## What you will do
Please give back only the lines below from the one containing "(default currency from" to the one containing "let converted = money", each repeated word for word, both ends included.

## Data for processing
§ §

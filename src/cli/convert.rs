use super::ui::{self, StyleType};
use crate::core::{Currency, Money};
use crate::settings::MoneySettings;
use anyhow::{Context, Result};

/// Parses `input` (default currency from `settings`) and converts it to `target`.
pub fn convert(settings: &MoneySettings, input: &str, target: Currency) -> Result<(Money, Money)> {
    let money = Money::parse_with(input, settings.default_currency())
        .with_context(|| format!("Failed to parse amount '{input}'"))?;
    let converted = money
        .checked_convert_with(target, settings.provider().as_ref())
        .with_context(|| format!("Failed to convert {money} to {target}"))?;
    Ok((money, converted))
}

pub fn run(settings: &MoneySettings, input: &str, target: Currency) -> Result<()> {
    let (money, converted) = convert(settings, input, target)?;
    println!(
        "{} = {}",
        money,
        ui::style_text(&converted.to_string(), StyleType::TotalValue)
    );
    if settings.provider().last_updated().is_none() {
        println!(
            "{}",
            ui::style_text("No factors loaded, identity conversion used", StyleType::Subtle)
        );
    }
    Ok(())
}

#[cfg(test)]
mod tests {
    use super::*;
    use crate::strategies::OneShotStrategy;
    use rust_decimal_macros::dec;
    use std::sync::Arc;

    async fn settings() -> MoneySettings {
        let strategy = Arc::new(OneShotStrategy::fixed([
            (Currency::Eur, dec!(1.4)),
            (Currency::Jpy, dec!(1.5)),
        ]));
        MoneySettings::new(strategy, Currency::Eur).await.unwrap()
    }

    #[tokio::test]
    async fn test_convert_uses_default_currency() {
        let settings = settings().await;
        let (money, converted) = convert(&settings, "10", Currency::Usd).unwrap();
        assert_eq!(money, Money::new(dec!(10), Currency::Eur));
        assert_eq!(converted, Money::new(dec!(14.0), Currency::Usd));
    }

    #[tokio::test]
    async fn test_convert_between_priced_currencies() {
        let settings = settings().await;
        let (_, converted) = convert(&settings, "JPY 14", Currency::Eur).unwrap();
        assert_eq!(converted.currency(), Currency::Eur);
        assert_eq!(converted.rounded_amount(), dec!(15.00));
    }

    #[tokio::test]
    async fn test_convert_reports_overflow() {
        let settings = settings().await;
        let err = convert(&settings, "79228162514264337593543950335 EUR", Currency::Usd).unwrap_err();
        assert!(err.to_string().contains("Failed to convert"));
    }

    #[tokio::test]
    async fn test_convert_rejects_garbage() {
        let settings = settings().await;
        let err = convert(&settings, "ABC 12", Currency::Usd).unwrap_err();
        assert!(err.to_string().contains("Failed to parse amount"));
    }
}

§ §

## Finished exercise
/// Parses `input` (default currency from `settings`) and converts it to `target`.
pub fn convert(settings: &MoneySettings, input: &str, target: Currency) -> Result<(Money, Money)> {
    let money = Money::parse_with(input, settings.default_currency())
        .with_context(|| format!("Failed to parse amount '{input}'"))?;
    let converted = money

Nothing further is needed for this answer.